Segment Start: Given information
//! Error types for the compute crate.

use std::fmt;
use std::time::Duration;

use vmrunner_core::CoreError;

use crate::service::{CallFailure, NotificationKind};

/// Lifecycle operation an error belongs to.
#[derive(Debug, Clone, Copy, PartialEq, Eq)]
#[non_exhaustive]
pub enum Operation {
    Create,
    Open,
    Start,
    Shutdown,
    Terminate,
    Close,
    CreateProcess,
}

impl fmt::Display for Operation {
    fn fmt(&self, f: &mut fmt::Formatter<'_>) -> fmt::Result {
        let name = match self {
            Self::Create => "create",
            Self::Open => "open",
            Self::Start => "start",
            Self::Shutdown => "shutdown",
            Self::Terminate => "terminate",
            Self::Close => "close",
            Self::CreateProcess => "create process",
        };
        f.write_str(name)
    }
}

/// Why a [`Subscription`](crate::waiter::Subscription) wait ended without success.
#[derive(Debug, thiserror::Error)]
#[non_exhaustive]
pub enum WaitError {
    /// The awaited notification arrived carrying a failure status.
    #[error("{0}")]
    Failed(CallFailure),

    /// The deadline elapsed before the notification arrived.
    #[error("timeout after {timeout:?} waiting for notification {kind}")]
    TimedOut { kind: NotificationKind, timeout: Duration },

    /// The subscription was released before anything arrived.
    #[error("subscription for {kind} released before delivery")]
    Released { kind: NotificationKind },
}

/// Errors surfaced by the control facade and the VM record.
#[derive(Debug, thiserror::Error)]
#[non_exhaustive]
pub enum ControlError {
    /// The call failed synchronously.
    #[error("{operation}: {source}")]
    Call {
        operation: Operation,
        #[source]
        source: CallFailure,
    },

    /// The call was accepted but its completion notification reported failure.
    #[error("wait for {operation}: {source}")]
    Async {
        operation: Operation,
        #[source]
        source: CallFailure,
    },

    /// The completion notification did not arrive in time.
    #[error("wait for {operation}: timeout after {timeout:?} waiting for notification {kind}")]
    Timeout {
        operation: Operation,
        kind: NotificationKind,
        timeout: Duration,
    },

    /// The subscription ended without the notification being delivered.
    #[error("wait for {operation}: notification {kind} was never delivered")]
    Undelivered { operation: Operation, kind: NotificationKind },

    /// The completion callback could not be registered.
    #[error("register completion callback for {operation}: {source}")]
    Register {
        operation: Operation,
        #[source]
        source: CallFailure,
    },

    /// No compute system with the given ID could be opened.
    #[error("VM {id:?} not found: {source}")]
    NotFound {
        id: String,
        #[source]
        source: CallFailure,
    },

    /// The VM configuration could not be turned into a document.
    #[error("build config: {0}")]
    Config(#[from] CoreError),

    /// Process parameters could not be encoded.
    #[error("encode process parameters: {0}")]
    Encode(#[from] serde_json::Error),

    /// Copying a guest process stream failed.
    #[error("guest process I/O: {0}")]
    Io(#[from] std::io::Error),
}

impl ControlError {
    /// `true` if the error is a wait timeout, which callers may recover from.
    #[must_use]
    pub fn is_timeout(&self) -> bool {
        matches!(self, Self::Timeout { .. })
    }

    pub(crate) fn from_wait(operation: Operation, err: WaitError) -> Self {
        match err {
            WaitError::Failed(source) => Self::Async { operation, source },
            WaitError::TimedOut { kind, timeout } => Self::Timeout { operation, kind, timeout },
            WaitError::Released { kind } => Self::Undelivered { operation, kind },
        }
    }
}

#[cfg(test)]
mod tests {
    use super::*;

    #[test]
    fn timeout_is_recoverable_kind() {
        let err = ControlError::from_wait(
            Operation::Shutdown,
            WaitError::TimedOut {
                kind: NotificationKind::SystemExited,
                timeout: Duration::from_secs(30),
            },
        );
        assert!(err.is_timeout());
        assert!(err.to_string().starts_with("wait for shutdown: timeout after 30s"));
    }

    #[test]
    fn async_failure_is_not_timeout() {
        let err = ControlError::from_wait(
            Operation::Start,
            WaitError::Failed(CallFailure::new(0x8037_0110, None)),
        );
        assert!(!err.is_timeout());
        assert!(matches!(err, ControlError::Async { operation: Operation::Start, .. }));
    }

    #[test]
    fn call_error_display_names_operation() {
        let err = ControlError::Call {
            operation: Operation::Create,
            source: CallFailure {
                code: 0xC037_010E,
                system_message: None,
                detail: Some("already exists".to_owned()),
            },
        };
        assert_eq!(err.to_string(), "create: HRESULT 0xC037010E: already exists");
    }
}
Segment End: Given information
- What the exercise asks
The answer must consist of every line in the records above that contains the word "WaitError".

- Answer below
pub enum WaitError {
    pub(crate) fn from_wait(operation: Operation, err: WaitError) -> Self {
            WaitError::Failed(source) => Self::Async { operation, source },
            WaitError::TimedOut { kind, timeout } => Self::Timeout { operation, kind, timeout },
            WaitError::Released { kind } => Self::Undelivered { operation, kind },
            WaitError::TimedOut {
            WaitError::Failed(CallFailure::new(0x8037_0110, None)),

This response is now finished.